▶ **Recorded data**
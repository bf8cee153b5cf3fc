//! Bytecode operation codes.
//!
//! Each opcode is a single byte with its operands following inline,
//! big-endian. Jump targets are absolute offsets into the function's code.

use num_enum::{IntoPrimitive, TryFromPrimitive};

/// Bytecode operation codes for the Mica stack machine.
#[derive(Debug, Clone, Copy, PartialEq, Eq, Hash, TryFromPrimitive, IntoPrimitive)]
#[repr(u8)]
pub enum OpCode {
    // =========================================================================
    // Constants
    // =========================================================================
    /// Push constant from the module pool.
    /// Operand: u16 constant index
    Constant = 0,
    PushNull,
    PushTrue,
    PushFalse,
    PushZero,
    PushOne,

    // =========================================================================
    // Stack
    // =========================================================================
    Pop,

    // =========================================================================
    // Storage
    // =========================================================================
    /// Operand: u16 slot
    GetLocal,
    /// Operand: u16 slot
    SetLocal,
    /// Operand: u16 slot
    GetGlobal,
    /// Operand: u16 slot
    SetGlobal,
    /// Pops the object. Operand: u16 field index
    GetField,
    /// Pops the value, then the object. Operand: u16 field index
    SetField,
    /// Pops the index, then the array.
    GetElement,
    /// Pops the value, the index, then the array.
    SetElement,

    // =========================================================================
    // Arithmetic
    // =========================================================================
    AddI32,
    SubI32,
    MulI32,
    DivI32,
    ModI32,
    NegI32,
    AddF64,
    SubF64,
    MulF64,
    DivF64,
    ModF64,
    NegF64,

    // =========================================================================
    // Logic and comparison
    // =========================================================================
    Not,
    Equal,
    NotEqual,
    Less,
    LessEqual,
    Greater,
    GreaterEqual,

    // =========================================================================
    // Conversions
    // =========================================================================
    I32toF64,
    F64toI32,
    CharToI32,
    I32toChar,
    ArrayLength,

    // =========================================================================
    // Control flow
    // =========================================================================
    /// Operand: u32 absolute target
    Jump,
    /// Pops the condition. Operand: u32 absolute target
    JumpIfFalse,
    /// Pops the condition. Operand: u32 absolute target
    JumpIfTrue,
    /// Operand: u16 constant index of the method hash, u8 argument count
    Call,
    /// Return the value on top of the stack.
    Return,
    ReturnVoid,

    // =========================================================================
    // Objects and I/O
    // =========================================================================
    /// Operand: u16 constant index of the class hash
    New,
    /// Pops the length. Operand: u8 element kind
    NewArray,
    /// Operand: u8 value kind
    Read,
    Write,
}

impl OpCode {
    /// Decode a byte, or `None` if it is not an opcode.
    pub fn from_u8(value: u8) -> Option<Self> {
        Self::try_from(value).ok()
    }

    /// Number of operand bytes following the opcode.
    pub fn operand_size(&self) -> usize {
        match self {
            OpCode::NewArray | OpCode::Read => 1,
            OpCode::Constant
            | OpCode::GetLocal
            | OpCode::SetLocal
            | OpCode::GetGlobal
            | OpCode::SetGlobal
            | OpCode::GetField
            | OpCode::SetField
            | OpCode::New => 2,
            OpCode::Call => 3,
            OpCode::Jump | OpCode::JumpIfFalse | OpCode::JumpIfTrue => 4,
            _ => 0,
        }
    }

    pub fn is_jump(&self) -> bool {
        matches!(
            self,
            OpCode::Jump | OpCode::JumpIfFalse | OpCode::JumpIfTrue
        )
    }

    /// Mnemonic used by the disassembler.
    pub fn name(&self) -> &'static str {
        match self {
            OpCode::Constant => "CONSTANT",
            OpCode::PushNull => "PUSH_NULL",
            OpCode::PushTrue => "PUSH_TRUE",
            OpCode::PushFalse => "PUSH_FALSE",
            OpCode::PushZero => "PUSH_ZERO",
            OpCode::PushOne => "PUSH_ONE",
            OpCode::Pop => "POP",
            OpCode::GetLocal => "GET_LOCAL",
            OpCode::SetLocal => "SET_LOCAL",
            OpCode::GetGlobal => "GET_GLOBAL",
            OpCode::SetGlobal => "SET_GLOBAL",
            OpCode::GetField => "GET_FIELD",
            OpCode::SetField => "SET_FIELD",
            OpCode::GetElement => "GET_ELEMENT",
            OpCode::SetElement => "SET_ELEMENT",
            OpCode::AddI32 => "ADD_I32",
            OpCode::SubI32 => "SUB_I32",
            OpCode::MulI32 => "MUL_I32",
            OpCode::DivI32 => "DIV_I32",
            OpCode::ModI32 => "MOD_I32",
            OpCode::NegI32 => "NEG_I32",
            OpCode::AddF64 => "ADD_F64",
            OpCode::SubF64 => "SUB_F64",
            OpCode::MulF64 => "MUL_F64",
            OpCode::DivF64 => "DIV_F64",
            OpCode::ModF64 => "MOD_F64",
            OpCode::NegF64 => "NEG_F64",
            OpCode::Not => "NOT",
            OpCode::Equal => "EQUAL",
            OpCode::NotEqual => "NOT_EQUAL",
            OpCode::Less => "LESS",
            OpCode::LessEqual => "LESS_EQUAL",
            OpCode::Greater => "GREATER",
            OpCode::GreaterEqual => "GREATER_EQUAL",
            OpCode::I32toF64 => "I32_TO_F64",
            OpCode::F64toI32 => "F64_TO_I32",
            OpCode::CharToI32 => "CHAR_TO_I32",
            OpCode::I32toChar => "I32_TO_CHAR",
            OpCode::ArrayLength => "ARRAY_LENGTH",
            OpCode::Jump => "JUMP",
            OpCode::JumpIfFalse => "JUMP_IF_FALSE",
            OpCode::JumpIfTrue => "JUMP_IF_TRUE",
            OpCode::Call => "CALL",
            OpCode::Return => "RETURN",
            OpCode::ReturnVoid => "RETURN_VOID",
            OpCode::New => "NEW",
            OpCode::NewArray => "NEW_ARRAY",
            OpCode::Read => "READ",
            OpCode::Write => "WRITE",
        }
    }
}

▶ **Exercise brief**
From the records above, return each line that includes "PushFalse".

▶ **Response area**
    PushFalse,
            OpCode::PushFalse => "PUSH_FALSE",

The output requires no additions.